TASK TO COMPLETE:
Find each line below that includes "const", then copy it.

Stored data entries:
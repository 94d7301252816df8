//! Trial table decoding.
//!
//! Clients submit their experiment history in one of two shapes:
//!
//! 1. **Pair form** (identification, feedback): a JSON string holding exactly two
//!    newline-separated rows, `inputs` then `outputs`.
//! 2. **Delimited blob** (PID, control): `[row\nrow\n...]` where `\n` is the
//!    literal two-character escape, not a newline.
//!
//! In both shapes the first cell of every row is a label and is dropped. Cells
//! are split with the `csv` crate and trimmed.
//!
//! Design goals:
//! - **Strict grammar**: a malformed cell rejects the whole table with its
//!   row/column position; nothing is defaulted
//! - **Empty is not malformed**: a table with no observations is `EmptyInput`
//! - **No fitting logic here**

use crate::domain::{ControlAttempt, PidAttempt, PidAttempts, TrialPairs};
use crate::error::LabError;

/// Row separator inside a delimited blob (backslash followed by `n`).
pub const ROW_SEPARATOR: &str = "\\n";

/// Settling-time cell values meaning "did not settle".
pub const TOO_LONG_SENTINELS: [&str; 2] = ["too long", "слишком долго"];

/// Settling time substituted for a "too long" cell.
pub const TOO_LONG_SECONDS: f64 = 8.0;

/// Rows of the regulator table after the header: Kp, Ki, Kd, settling time.
const PID_ROWS: usize = 5;

/// Rows of the control table: route, entry, exit, stations, fuel, score.
const CONTROL_ROWS: usize = 6;

/// A delimited blob with the label column removed.
#[derive(Debug, Clone, PartialEq, Eq)]
pub struct DelimitedTable {
    pub rows: Vec<Vec<String>>,
}

impl DelimitedTable {
    /// Ensure every row has the same number of cells and return that width.
    fn uniform_width(&self) -> Result<usize, LabError> {
        let width = self.rows.first().map(Vec::len).unwrap_or(0);
        for (i, row) in self.rows.iter().enumerate() {
            if row.len() != width {
                return Err(LabError::parse(
                    format!("row {}", i + 1),
                    format!("expected {width} attempt columns, found {}", row.len()),
                ));
            }
        }
        Ok(width)
    }
}

/// Decode the pair form used by the identification and feedback labs.
pub fn parse_pairs(raw: &str) -> Result<TrialPairs, LabError> {
    if raw.trim().is_empty() {
        return Err(LabError::EmptyInput);
    }
    let text: String = serde_json::from_str(raw.trim())
        .map_err(|e| LabError::parse("table_data", format!("expected a JSON string: {e}")))?;

    let lines: Vec<&str> = text
        .lines()
        .map(str::trim)
        .filter(|l| !l.is_empty())
        .collect();
    if lines.is_empty() {
        return Err(LabError::EmptyInput);
    }
    if lines.len() != 2 {
        return Err(LabError::parse(
            "table_data",
            format!("expected exactly 2 rows (inputs, outputs), found {}", lines.len()),
        ));
    }

    let x = parse_numeric_row(&split_cells(lines[0], 1)?, 1)?;
    let y = parse_numeric_row(&split_cells(lines[1], 2)?, 2)?;

    if x.len() != y.len() {
        return Err(LabError::parse(
            "table_data",
            format!("{} inputs but {} outputs", x.len(), y.len()),
        ));
    }
    if x.is_empty() {
        return Err(LabError::EmptyInput);
    }

    Ok(TrialPairs { x, y })
}

/// Decode a `[row\nrow...]` blob, dropping each row's label cell.
pub fn parse_delimited(raw: &str) -> Result<DelimitedTable, LabError> {
    let trimmed = raw.trim();
    if trimmed.is_empty() {
        return Err(LabError::EmptyInput);
    }
    let inner = trimmed
        .strip_prefix('[')
        .and_then(|s| s.strip_suffix(']'))
        .ok_or_else(|| LabError::parse("table_data", "expected a table wrapped in `[` and `]`"))?;

    if inner.trim().is_empty() {
        return Err(LabError::EmptyInput);
    }

    let rows = inner
        .split(ROW_SEPARATOR)
        .enumerate()
        .map(|(i, line)| {
            let cells = split_cells(line, i + 1)?;
            if cells.is_empty() {
                return Err(LabError::parse(format!("row {}", i + 1), "row has no label cell"));
            }
            Ok(cells[1..].to_vec())
        })
        .collect::<Result<Vec<_>, _>>()?;

    Ok(DelimitedTable { rows })
}

/// Decode the regulator table: header row, then Kp / Ki / Kd / settling time.
///
/// Each column is one attempt; a "too long" settling time becomes
/// [`TOO_LONG_SECONDS`].
pub fn parse_pid_attempts(table: &DelimitedTable) -> Result<PidAttempts, LabError> {
    if table.rows.len() != PID_ROWS {
        return Err(LabError::parse(
            "table_data",
            format!(
                "expected {PID_ROWS} rows (header, Kp, Ki, Kd, time), found {}",
                table.rows.len()
            ),
        ));
    }
    let width = table.uniform_width()?;
    if width == 0 {
        return Err(LabError::EmptyInput);
    }

    let gain = |row: usize, col: usize| parse_number(&table.rows[row][col], row + 1, col + 2);
    let attempts = (0..width)
        .map(|col| {
            Ok(PidAttempt {
                kp: gain(1, col)?,
                ki: gain(2, col)?,
                kd: gain(3, col)?,
                settling_time: parse_settling_time(&table.rows[4][col], 5, col + 2)?,
            })
        })
        .collect::<Result<Vec<_>, LabError>>()?;

    Ok(PidAttempts { attempts })
}

/// Decode the control table: one column per attempt.
pub fn parse_control_attempts(table: &DelimitedTable) -> Result<Vec<ControlAttempt>, LabError> {
    if table.rows.len() != CONTROL_ROWS {
        return Err(LabError::parse(
            "table_data",
            format!(
                "expected {CONTROL_ROWS} rows (route, entry, exit, stations, fuel, score), found {}",
                table.rows.len()
            ),
        ));
    }
    let width = table.uniform_width()?;
    if width == 0 {
        return Err(LabError::EmptyInput);
    }

    let int = |row: usize, col: usize| parse_integer(&table.rows[row][col], row + 1, col + 2);
    (0..width)
        .map(|col| {
            Ok(ControlAttempt {
                route: table.rows[0][col].clone(),
                entry: int(1, col)?,
                exit: int(2, col)?,
                stations: int(3, col)?,
                fuel: int(4, col)?,
                score: int(5, col)?,
            })
        })
        .collect()
}

/// Parse a scalar form field, accepting `,` as the decimal separator.
pub fn parse_scalar(name: &str, raw: Option<&str>) -> Result<f64, LabError> {
    let raw = raw
        .map(str::trim)
        .filter(|s| !s.is_empty())
        .ok_or_else(|| LabError::parse(name, "missing value"))?;
    let normalized = normalize_decimal(raw);
    normalized
        .parse::<f64>()
        .ok()
        .filter(|v| v.is_finite())
        .ok_or_else(|| LabError::parse(name, format!("`{raw}` is not a number")))
}

fn normalize_decimal(s: &str) -> String {
    s.replace(',', ".")
}

fn split_cells(line: &str, row: usize) -> Result<Vec<String>, LabError> {
    let mut reader = csv::ReaderBuilder::new()
        .has_headers(false)
        .flexible(true)
        .trim(csv::Trim::All)
        .from_reader(line.as_bytes());

    match reader.records().next() {
        Some(Ok(record)) => Ok(record.iter().map(str::to_string).collect()),
        Some(Err(e)) => Err(LabError::parse(format!("row {row}"), format!("CSV parse error: {e}"))),
        None => Ok(Vec::new()),
    }
}

/// Drop the label cell and parse the rest as numbers.
fn parse_numeric_row(cells: &[String], row: usize) -> Result<Vec<f64>, LabError> {
    cells
        .iter()
        .enumerate()
        .skip(1)
        .map(|(col, cell)| parse_number(cell, row, col + 1))
        .collect()
}

fn parse_number(cell: &str, row: usize, col: usize) -> Result<f64, LabError> {
    cell.parse::<f64>()
        .ok()
        .filter(|v| v.is_finite())
        .ok_or_else(|| cell_error(cell, row, col, "a number"))
}

fn parse_integer(cell: &str, row: usize, col: usize) -> Result<i64, LabError> {
    cell.parse::<i64>()
        .map_err(|_| cell_error(cell, row, col, "an integer"))
}

fn parse_settling_time(cell: &str, row: usize, col: usize) -> Result<f64, LabError> {
    let lowered = cell.trim().to_lowercase();
    if TOO_LONG_SENTINELS.contains(&lowered.as_str()) {
        return Ok(TOO_LONG_SECONDS);
    }
    parse_number(&normalize_decimal(cell), row, col)
}

fn cell_error(cell: &str, row: usize, col: usize, expected: &str) -> LabError {
    LabError::parse(
        format!("row {row}, column {col}"),
        format!("`{cell}` is not {expected}"),
    )
}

RESPONSE BELOW:
pub const ROW_SEPARATOR: &str = "\\n";
pub const TOO_LONG_SENTINELS: [&str; 2] = ["too long", "слишком долго"];
pub const TOO_LONG_SECONDS: f64 = 8.0;
const PID_ROWS: usize = 5;
const CONTROL_ROWS: usize = 6;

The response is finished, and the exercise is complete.